次に向かったのは要害を要害たらしめんとしている防壁の屋上部分、歩廊と言えばいいのだろうか?その場所である。
広い廊下とは裏腹に狭い階段を登って屋上へと出ると僕たちがよく目にする光景、四角い鋸状の狭間が向こうまで続いている、が写り込んできた。
それを見れば防御は十分であろうことはよくわかる。
そして、歩廊は兵士たちが悠々とすれ違う事が出来るほどの広さとなっている。
とは言え、広すぎても良くないし、狭すぎても良くない。ほどほどって所だろう。
「ん?この煉瓦は新しい?」
「そんな感じがするわね。つい最近敷かれた、いえ、直したって所かしら?」
歩廊を注意深く歩いていると、足元からの反発具合は新しい煉瓦を踏みつけているようだった。もしかしたら硬質煉瓦を踏みつけているだけかもしれないが、何となくそのように感じてしまったのだ。
「お、よくわかったな!」
フラウと感想を述べあっていると追いついてきた兵士が嬉しそうに答えを述べてきた。
って、そうなの?
結構当てずっぽうだったんだけどね。
「この歩廊の煉瓦は数年前に入れ替えたばかりだ。向こうと比較してみるといい。あのあたりから色合いもヘタリ具合も変わっているだろう」
兵士が示す場所へ視線を向けると、その通りの場所が見える。
こちら側は赤っぽい煉瓦に対し、向こう側は黒っぽく、そして何となく丸みを帯びているように見える、凹んだり出っ張ったりと。ショックを吸収するとはいえ人が何年も歩き回っているのだからヘタッて仕舞うのだろう。
「だけど、原因はヘタッたからじゃないぞ」
「そうなんですか?」
兵士曰く、シーケント要害を挟むようにそびえ立つ山脈から落石があったそうだ。
その落石が運悪く、シーケント要害の歩廊に直撃し、表層の煉瓦を砕いたのだとか。
「幸いにして死人が出ずに済んだが、一歩間違えば何人もの兵士が命を落としていただろうな」
防壁の屋上部分に人がいない、そんな時間はありえない。誰かしらが詰めている。平和になっているとは言え、遠くまで見通せるこの要害は非常に重要な施設である。隣国の動きを見る他に、山火事や崖崩れ、魔物の出没の早期発見等、様々な感じ業務を担っているのだから。
その監視業務にあたる兵士は少なくない。
歩廊には最低でも十数人が上がっている。
だから、ゴロゴロと降ってきた岩に直撃し死亡した兵士がいなかったのは奇跡と言うほかなかったのだ。
まぁ、骨折を伴う大怪我を負った兵士はいたようだが。
「ま、そんな事があって、煉瓦を取り替えたって訳だ」
「落石で要害が崩れなくてよかったですね」
「まったく、その通りだ。オレも良く表層だけで済んだと思うよ」
兵士は溜息交じりにそう答えた。
僕は落石があったであろうそびえ立つ山脈へと視線を上げた。
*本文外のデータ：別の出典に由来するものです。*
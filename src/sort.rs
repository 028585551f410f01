//! Comparison primitives and the case-insensitive byte-slice key.

use std::cmp::Ordering;
use std::fmt;
use std::hash::{Hash, Hasher};
use std::str::FromStr;

use serde::{Deserialize, Serialize};

/// Compares two byte slices case-insensitively over the shorter length,
/// with the length as tiebreaker: `"ab" < "abc"`, `"Foo" == "foo"`.
#[inline]
pub fn caseless_cmp(a: &[u8], b: &[u8]) -> Ordering {
    let common = a.len().min(b.len());
    for i in 0..common {
        let cmp = a[i].to_ascii_lowercase().cmp(&b[i].to_ascii_lowercase());
        if cmp != Ordering::Equal {
            return cmp;
        }
    }
    a.len().cmp(&b.len())
}

/// Case-insensitive equality: equal lengths and equal folded bytes.
#[inline]
pub fn caseless_eq(a: &[u8], b: &[u8]) -> bool {
    a.len() == b.len() && a.eq_ignore_ascii_case(b)
}

/// A byte-slice key ordered and hashed case-insensitively.
///
/// Ordering compares folded bytes over the shorter length and breaks ties
/// on length. Hashing folds case as well, so two keys that compare equal
/// always land in the same partition. `Display` prints the folded
/// (lowercase) form, which is what result files carry.
#[derive(Clone, Debug, Serialize, Deserialize)]
pub struct CaselessKey(Vec<u8>);

impl CaselessKey {
    pub fn from_bytes(bytes: &[u8]) -> CaselessKey {
        CaselessKey(bytes.to_vec())
    }

    pub fn as_bytes(&self) -> &[u8] {
        &self.0
    }
}

impl From<&str> for CaselessKey {
    fn from(s: &str) -> CaselessKey {
        CaselessKey(s.as_bytes().to_vec())
    }
}

impl PartialEq for CaselessKey {
    fn eq(&self, other: &CaselessKey) -> bool {
        caseless_eq(&self.0, &other.0)
    }
}

impl Eq for CaselessKey {}

impl PartialOrd for CaselessKey {
    fn partial_cmp(&self, other: &CaselessKey) -> Option<Ordering> {
        Some(self.cmp(other))
    }
}

impl Ord for CaselessKey {
    fn cmp(&self, other: &CaselessKey) -> Ordering {
        caseless_cmp(&self.0, &other.0)
    }
}

impl Hash for CaselessKey {
    fn hash<H: Hasher>(&self, state: &mut H) {
        for b in &self.0 {
            state.write_u8(b.to_ascii_lowercase());
        }
    }
}

impl fmt::Display for CaselessKey {
    fn fmt(&self, f: &mut fmt::Formatter<'_>) -> fmt::Result {
        for b in &self.0 {
            write!(f, "{}", b.to_ascii_lowercase() as char)?;
        }
        Ok(())
    }
}

impl FromStr for CaselessKey {
    type Err = std::convert::Infallible;

    fn from_str(s: &str) -> Result<CaselessKey, Self::Err> {
        Ok(CaselessKey::from(s))
    }
}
登って来たであろう距離と同等の高さがあると思える簿殿山頂からの落石であれば要害も無事とは言い難いだろう。
それにしてもよく表層だけで済んだものだ。
僕はそれが不思議でならなかった。
「なんか、不思議な建物だなぁ、このシーケント要害ってのは」
不思議な建物の塊。
それが半分も見学していないシーケント要害の感想であった。
その理由も何となく理解してる。
「何と言うか、ちぐはぐな印象なんだよな~」
何となく。
そう、何となくなのだ。
しかし、何処がちぐはぐなのかと問われると答えに窮するのは間違いない。
あくまでもこのシーケント要害を眺めた印象である。他の要塞や王城などをまじまじと見たことが無いので比べようがないのは確かではあるが……。
ま、とにかく、そんな印象を浮かべつつ、見学は次のエリアへと向かうのである。